**DESCRIPTION OF THE TASK:** Using the records below, filter for lines that contain the string "Genesis" and copy them out.

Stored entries
###

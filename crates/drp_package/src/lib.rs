//! Packaging pipeline for DAZ Install Manager product archives.
//!
//! For one input the pipeline enumerates its files, resolves the canonical
//! `Content` layout, fingerprints the content bytes, obtains a product
//! identity from the registry (reusing a stored one when the fingerprint is
//! known) and assembles the output archive with the two install descriptor
//! documents embedded.

use camino::{Utf8Path, Utf8PathBuf};
use drp_layout::resolve_by_first_entry;
use drp_registry::{Fingerprinter, ProductRegistry};

pub mod descriptor;
mod error;
mod source;
mod writer;

pub use descriptor::{InstallManifest, ProductSupplement, MANIFEST_ENTRY_NAME, SUPPLEMENT_ENTRY_NAME};
pub use error::PackageError;
pub use source::InputSource;

/// Result of packaging one input.
#[derive(Debug, Clone, PartialEq, Eq)]
pub enum PackOutcome {
    /// A new archive was written.
    Packed {
        archive_path: Utf8PathBuf,
        sequence: u64,
    },

    /// The destination archive already exists; the input was skipped.
    AlreadyPackaged { archive_path: Utf8PathBuf },
}

/// Package a single input into `outputs_dir`.
///
/// The registry is consulted by content fingerprint: a known fingerprint
/// reuses its stored identity without touching the counter, an unknown one
/// mints and durably records a new identity before any archive bytes are
/// written. Re-running over an unchanged input is a no-op once its archive
/// exists.
pub fn pack_product(
    source: &InputSource,
    outputs_dir: &Utf8Path,
    registry: &mut ProductRegistry,
) -> Result<PackOutcome, PackageError> {
    let read_paths = source.entries()?;
    if read_paths.is_empty() {
        return Err(PackageError::EmptyInput {
            path: source.path().to_owned(),
        });
    }

    let mut fingerprinter = Fingerprinter::new();
    source.fold_entries(&read_paths, &mut fingerprinter)?;
    let fingerprint = fingerprinter.finish();

    let identity = registry.get_or_create(fingerprint, source.product_name())?;
    let archive_path = outputs_dir.join(format!("{}.zip", identity.archive_name));
    if archive_path.exists() {
        return Ok(PackOutcome::AlreadyPackaged { archive_path });
    }

    let canonical_paths = resolve_by_first_entry(&read_paths).map_err(|_| {
        PackageError::NoCanonicalRoot {
            path: source.path().to_owned(),
        }
    })?;
    if canonical_paths.iter().all(Option::is_none) {
        return Err(PackageError::EmptyInput {
            path: source.path().to_owned(),
        });
    }

    let manifest = InstallManifest::from_canonical_entries(&canonical_paths);
    let supplement = ProductSupplement::new(source.product_name());

    std::fs::create_dir_all(outputs_dir.as_std_path())?;
    writer::write_archive(
        source,
        &archive_path,
        &read_paths,
        &canonical_paths,
        &manifest,
        &supplement,
    )?;

    Ok(PackOutcome::Packed {
        archive_path,
        sequence: identity.sequence,
    })
}

#[cfg(test)]
mod tests {
    use super::*;
    use std::fs::File;
    use std::io::Read;
    use tempfile::tempdir;
    use zip::ZipArchive;

    struct Fixture {
        _dir: tempfile::TempDir,
        inputs: Utf8PathBuf,
        outputs: Utf8PathBuf,
        registry_path: Utf8PathBuf,
    }

    fn fixture() -> Fixture {
        let dir = tempdir().unwrap();
        let root = Utf8PathBuf::from_path_buf(dir.path().to_path_buf()).unwrap();
        let fixture = Fixture {
            inputs: root.join("Inputs"),
            outputs: root.join("Outputs"),
            registry_path: root.join("registry.json"),
            _dir: dir,
        };
        std::fs::create_dir_all(fixture.inputs.as_std_path()).unwrap();
        fixture
    }

    fn write_file(root: &Utf8Path, relative: &str, bytes: &[u8]) {
        let path = root.join(relative);
        std::fs::create_dir_all(path.parent().unwrap().as_std_path()).unwrap();
        std::fs::write(path.as_std_path(), bytes).unwrap();
    }

    fn write_product_tree(inputs: &Utf8Path, name: &str) -> Utf8PathBuf {
        let root = inputs.join(name);
        write_file(&root, "Content/Figures/Hero/hero.duf", b"hero bytes");
        write_file(&root, "Content/Runtime/Textures/hero.jpg", b"jpg bytes");
        write_file(&root, "Content/readme.txt", b"loose note");
        root
    }

    fn archive_entry_names(path: &Utf8Path) -> Vec<String> {
        let mut archive = ZipArchive::new(File::open(path.as_std_path()).unwrap()).unwrap();
        (0..archive.len())
            .map(|index| archive.by_index(index).unwrap().name().to_string())
            .collect()
    }

    #[test]
    fn packs_a_directory_input_into_a_complete_archive() {
        let fixture = fixture();
        let product = write_product_tree(&fixture.inputs, "Hero Pack");
        let mut registry = ProductRegistry::load(&fixture.registry_path).unwrap();

        let source = InputSource::open(&product).unwrap();
        let outcome = pack_product(&source, &fixture.outputs, &mut registry).unwrap();

        let PackOutcome::Packed { archive_path, sequence } = outcome else {
            panic!("expected a packed outcome");
        };
        assert_eq!(sequence, 1);
        assert_eq!(
            archive_path.file_name(),
            Some("DZRP0000001-01_HeroPack.zip")
        );

        let names = archive_entry_names(&archive_path);
        assert!(names.contains(&"Content/Figures/Hero/hero.duf".to_string()));
        assert!(names.contains(&"Content/Runtime/Textures/hero.jpg".to_string()));
        assert!(names.contains(&MANIFEST_ENTRY_NAME.to_string()));
        assert!(names.contains(&SUPPLEMENT_ENTRY_NAME.to_string()));
        // The loose top-level note was dropped by the depth filter.
        assert!(!names.iter().any(|name| name.ends_with("readme.txt")));
    }

    #[test]
    fn second_run_over_an_unchanged_input_is_a_no_op() {
        let fixture = fixture();
        let product = write_product_tree(&fixture.inputs, "Hero Pack");
        let mut registry = ProductRegistry::load(&fixture.registry_path).unwrap();
        let source = InputSource::open(&product).unwrap();

        let first = pack_product(&source, &fixture.outputs, &mut registry).unwrap();
        let second = pack_product(&source, &fixture.outputs, &mut registry).unwrap();

        let PackOutcome::Packed { archive_path, .. } = first else {
            panic!("expected a packed outcome");
        };
        assert_eq!(
            second,
            PackOutcome::AlreadyPackaged {
                archive_path: archive_path.clone()
            }
        );
        assert_eq!(registry.count(), 1);

        let archives: Vec<_> = std::fs::read_dir(fixture.outputs.as_std_path())
            .unwrap()
            .map(|entry| entry.unwrap().file_name().to_string_lossy().into_owned())
            .collect();
        assert_eq!(archives, vec!["DZRP0000001-01_HeroPack.zip".to_string()]);
    }

    #[test]
    fn identical_content_under_a_new_name_reuses_the_identity() {
        let fixture = fixture();
        let original = write_product_tree(&fixture.inputs, "Hero Pack");
        let renamed = write_product_tree(&fixture.inputs, "Hero Pack Copy");
        let mut registry = ProductRegistry::load(&fixture.registry_path).unwrap();

        let first = InputSource::open(&original).unwrap();
        pack_product(&first, &fixture.outputs, &mut registry).unwrap();

        let second = InputSource::open(&renamed).unwrap();
        let outcome = pack_product(&second, &fixture.outputs, &mut registry).unwrap();

        // Same fingerprint, same identity: the archive minted for the first
        // input already exists, so the copy is skipped without re-minting.
        assert_eq!(
            outcome,
            PackOutcome::AlreadyPackaged {
                archive_path: fixture.outputs.join("DZRP0000001-01_HeroPack.zip")
            }
        );
        assert_eq!(registry.count(), 1);
    }

    #[test]
    fn zip_input_is_repackaged_under_canonical_paths() {
        let fixture = fixture();
        let zip_path = fixture.inputs.join("Loose Poses.zip");
        std::fs::create_dir_all(fixture.inputs.as_std_path()).unwrap();
        let mut zip = zip::ZipWriter::new(File::create(zip_path.as_std_path()).unwrap());
        let options = zip::write::SimpleFileOptions::default();
        zip.start_file("randomfolder/People/Genesis/pose.duf", options).unwrap();
        std::io::Write::write_all(&mut zip, b"pose bytes").unwrap();
        zip.finish().unwrap();

        let mut registry = ProductRegistry::load(&fixture.registry_path).unwrap();
        let source = InputSource::open(&zip_path).unwrap();
        let outcome = pack_product(&source, &fixture.outputs, &mut registry).unwrap();

        let PackOutcome::Packed { archive_path, .. } = outcome else {
            panic!("expected a packed outcome");
        };
        assert_eq!(
            archive_path.file_name(),
            Some("DZRP0000001-01_LoosePoses.zip")
        );

        let names = archive_entry_names(&archive_path);
        assert!(names.contains(&"Content/People/Genesis/pose.duf".to_string()));

        let mut archive = ZipArchive::new(File::open(archive_path.as_std_path()).unwrap()).unwrap();
        let mut copied = Vec::new();
        archive
            .by_name("Content/People/Genesis/pose.duf")
            .unwrap()
            .read_to_end(&mut copied)
            .unwrap();
        assert_eq!(copied, b"pose bytes");
    }

    #[test]
    fn unresolvable_input_fails_with_no_canonical_root() {
        let fixture = fixture();
        let root = fixture.inputs.join("Not A Product");
        write_file(&root, "docs/manual.pdf", b"pdf bytes");
        let mut registry = ProductRegistry::load(&fixture.registry_path).unwrap();

        let source = InputSource::open(&root).unwrap();
        let result = pack_product(&source, &fixture.outputs, &mut registry);

        assert!(matches!(
            result,
            Err(PackageError::NoCanonicalRoot { .. })
        ));
    }

    #[test]
    fn input_with_only_shallow_entries_is_empty() {
        let fixture = fixture();
        let root = fixture.inputs.join("Shallow");
        write_file(&root, "Content/readme.txt", b"note");
        let mut registry = ProductRegistry::load(&fixture.registry_path).unwrap();

        let source = InputSource::open(&root).unwrap();
        let result = pack_product(&source, &fixture.outputs, &mut registry);

        assert!(matches!(result, Err(PackageError::EmptyInput { .. })));
    }

    #[test]
    fn empty_directory_input_is_empty() {
        let fixture = fixture();
        let root = fixture.inputs.join("Empty");
        std::fs::create_dir_all(root.as_std_path()).unwrap();
        let mut registry = ProductRegistry::load(&fixture.registry_path).unwrap();

        let source = InputSource::open(&root).unwrap();
        let result = pack_product(&source, &fixture.outputs, &mut registry);

        assert!(matches!(result, Err(PackageError::EmptyInput { .. })));
        assert_eq!(registry.count(), 0);
    }

    #[test]
    fn no_temporary_files_remain_after_packing() {
        let fixture = fixture();
        let product = write_product_tree(&fixture.inputs, "Hero Pack");
        let mut registry = ProductRegistry::load(&fixture.registry_path).unwrap();

        let source = InputSource::open(&product).unwrap();
        pack_product(&source, &fixture.outputs, &mut registry).unwrap();

        let leftovers: Vec<_> = std::fs::read_dir(fixture.outputs.as_std_path())
            .unwrap()
            .map(|entry| entry.unwrap().file_name().to_string_lossy().into_owned())
            .filter(|name| !name.ends_with(".zip"))
            .collect();
        assert!(leftovers.is_empty(), "unexpected leftovers: {:?}", leftovers);
    }
}
mod info;
mod pack;

pub use info::{registry_info, RegistryInfoArgs};
pub use pack::{pack_products, PackProductsArgs};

###

**ANSWER AREA:**
        zip.start_file("randomfolder/People/Genesis/pose.duf", options).unwrap();
        assert!(names.contains(&"Content/People/Genesis/pose.duf".to_string()));
            .by_name("Content/People/Genesis/pose.duf")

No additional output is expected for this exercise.